At some point, hopefully next March plus or minus when the acreage is tied up we'll have an analyst day and we'll walk through our model and it's really interesting in terms of why did we target, how do we drill, why do we do that. But, yes. Jump back to your question though, those Chesapeake wells are good news. I'm glad for Chesapeake. Steve listens to our calls, so hello, Steve. And they are great guys. I'm happy for them but I'm glad for us because it's good news.
- Analyst
Okay.
- COO EVP
And for those that they haven't heard they announced 2 wells at 9 million per wells.
- Analyst
And Roger, can you walk through the liquidity situation you talked about? I think you said you have 800 million available and then the next 1.3 billion of liquidity. Can you walk through that balance sheet again?
- SVP - CFO
Sure. Thank you, Ron. Let me clarify that. We have an accordion facility with the bank group, and what enable us to do is we have a binding commitment of 1 billion under the commitment. They've underwritten our asset base and are willing to lend up to 1.5 billion in the borrowing base, if we need it, but we don't want to pay a fee for that extra 500 million and they don't want to have to book it as a commitment and accrue capital on it. So the way it works if we want to go from a billion to 1.5, we tend to notice with the agent and they survey the bank and they have 20 days to reallocate the exposure amongst themselves and come back. It's not a committed over line but it's a closer thing you can get to it. So my numbers there we have 800 million left on the committed liability of a billion, and if you add the 800 to the extra 500, you get the 1.3 billion I mentioned.
- Analyst
Great. And just on your cost guidance I missed what your expectations were from a G&A level and the numbers. Should we assume that excludes the non-cash compensation and also on the production cost, it sounds like you expected your LOEs to stay around a buck including work orders and the curtailment.
- SVP - CFO
I think we'll do a little better. It's difficult to predict and $0.10 we have this quarter it's the highest quarter we've had. As for G&A, the cash number, cash G&A was $0.49. That will hold where it is until we get more production on. High $0.40 range is a good number.
- Analyst
Okay. And then production taxes is really no -- any shift of your production breakdown geographically? Should we anticipate any changes in that?
- SVP - CFO
No. We continue to file and get the abatement in the Barnett for production tax. It is based on well price not hedge price. So that makes a difference. But just percent of production however you model it should continue to work fine.
- Analyst
Great. I'll jump back in queue.
Operator
Thank you our next question comes from the line of Marshall Carver with Capital One.
- Analyst
A couple of questions. First of all the number of wells per rig, per year in the Marcellus with the ramp up trying to get a feel for how many horizontals you'll be drilling in 2009.
- CEO
Like I said we talked about going to eight rigs and wells. It's really early.

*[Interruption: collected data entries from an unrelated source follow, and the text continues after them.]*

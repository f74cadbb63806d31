use std::sync::Arc;

use chrono::{DateTime, Utc};

use ab_broker::{PermissionBroker, PolicyEngine};
use ab_domain::config::Config;
use ab_domain::provider::LlmProvider;
use ab_eventlog::EventLog;
use ab_memory::MemoryService;
use ab_tools::ToolRegistry;

use crate::channels::ChannelRegistry;
use crate::runtime::cancel::CancelMap;
use crate::runtime::runs::RunStore;
use crate::runtime::scheduler::ScheduleStore;
use crate::runtime::workers::WorkerManager;
use crate::sessions::SessionManager;

/// Shared application state handed to every task and handler.
///
/// Fields are grouped by concern:
/// - **Core services** — config, event log, memory, policy, tools, LLM
/// - **Gateway** — channels, sessions
/// - **Runtime** — runs, cancellation, workers, schedules
#[derive(Clone)]
pub struct AppState {
    // ── Core services ─────────────────────────────────────────────────
    pub config: Arc<Config>,
    pub started_at: DateTime<Utc>,
    pub log: Arc<EventLog>,
    pub memory: Arc<MemoryService>,
    pub policy: Arc<PolicyEngine>,
    pub broker: Arc<PermissionBroker>,
    pub tools: Arc<ToolRegistry>,
    pub provider: Arc<dyn LlmProvider>,

    // ── Gateway ───────────────────────────────────────────────────────
    pub channels: Arc<ChannelRegistry>,
    pub sessions: Arc<SessionManager>,

    // ── Runtime ───────────────────────────────────────────────────────
    pub runs: Arc<RunStore>,
    pub cancels: Arc<CancelMap>,
    pub workers: Arc<WorkerManager>,
    pub schedules: Arc<ScheduleStore>,

    // ── Security (startup-computed) ───────────────────────────────────
    /// SHA-256 of the gateway bearer token (read once at startup).
    /// `None` = local dev, handshake unauthenticated.
    pub gateway_token_hash: Option<Vec<u8>>,
}

impl AppState {
    pub fn uptime_seconds(&self) -> i64 {
        (Utc::now() - self.started_at).num_seconds().max(0)
    }
}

Typically what we do just for the people that aren't familiar with this usually in August I ask the division on a wish list given the thing cost and rate of return criteria that they need to meet, what would they like to do for next year and then we enter a process. But to try to answer your question in a rough range I will put a pretty wide band. You are looking at 80 to 100 wells. Something like that. And again we are saying we will ramp up thousands the year. So you have to filler then in. But it's preliminary. It's early. He have to run it by the board in December and we'll put it out next year.
- Analyst
That's helpful. So in 2009 guidance would be coming out sometime this fall?
- CEO
That's fair.
- Analyst
Okay. Thank you that's all for me.
- CEO
Thank you.
Operator
Thank you. Our next question comes from the line of Jack Aydin with Keybanc Capital Markets.
- Analyst
Hey guys.
- CEO
Hi Jack.
- Analyst
The taxes for the second quarter, the corporate taxes it was about 40%. First of all, why was higher than used to be and going forward what kind of tax are you thinking of?
- CEO
Thank you Jack. Tax rate should be at the 38%. We had a blip in the first quarter from some deferred tax accounts that needed to be reallocated, but it will be 38% going forward.
- Analyst
Thanks. As it relates to the amortization of leases that would expire, could you -- Jeff, could you give us a hint where those leases are and what timetable, how long those leases are and what percentage of your acreage lends itself to those types of exploration?
- CEO
Let me let -- Roger has that so let me turn that question over to Roger.
- SVP - CFO
Good question. This is something that is a little new. Let me answer by putting it in perspective. Our total unproved property balances at the end of the quarter is 422 million. That's 8.68.6% of our total assets. When you look at it in perspective our unproved is way smaller than our peer group especially those with similar is shale emerging play upside. So we watch properties very very closely. We treat it as all our assets. We manage it very efficiently and it's our interpretation of the accounting rules and it's shared by our auditors that even though you account for our pool basis that anytime you have a lease that expires that you have a carrying value associated with it, you must take an impairment of that lease that expired. And what you are seeing in our numbers and I'm not sure why you are not seeing them in our peer group numbers, is that when you enter a play such as our the Barnett, when we purchased we book a fair amount of acreage value two years ago and as in any purchase it will not be good all the time. But when you make your purchase price allocation and this is going ton across the industry as you know. A lot of purchase prices being allocated to unproved acreage. When that acreage expires you have a big number that is rolled through the DD&A.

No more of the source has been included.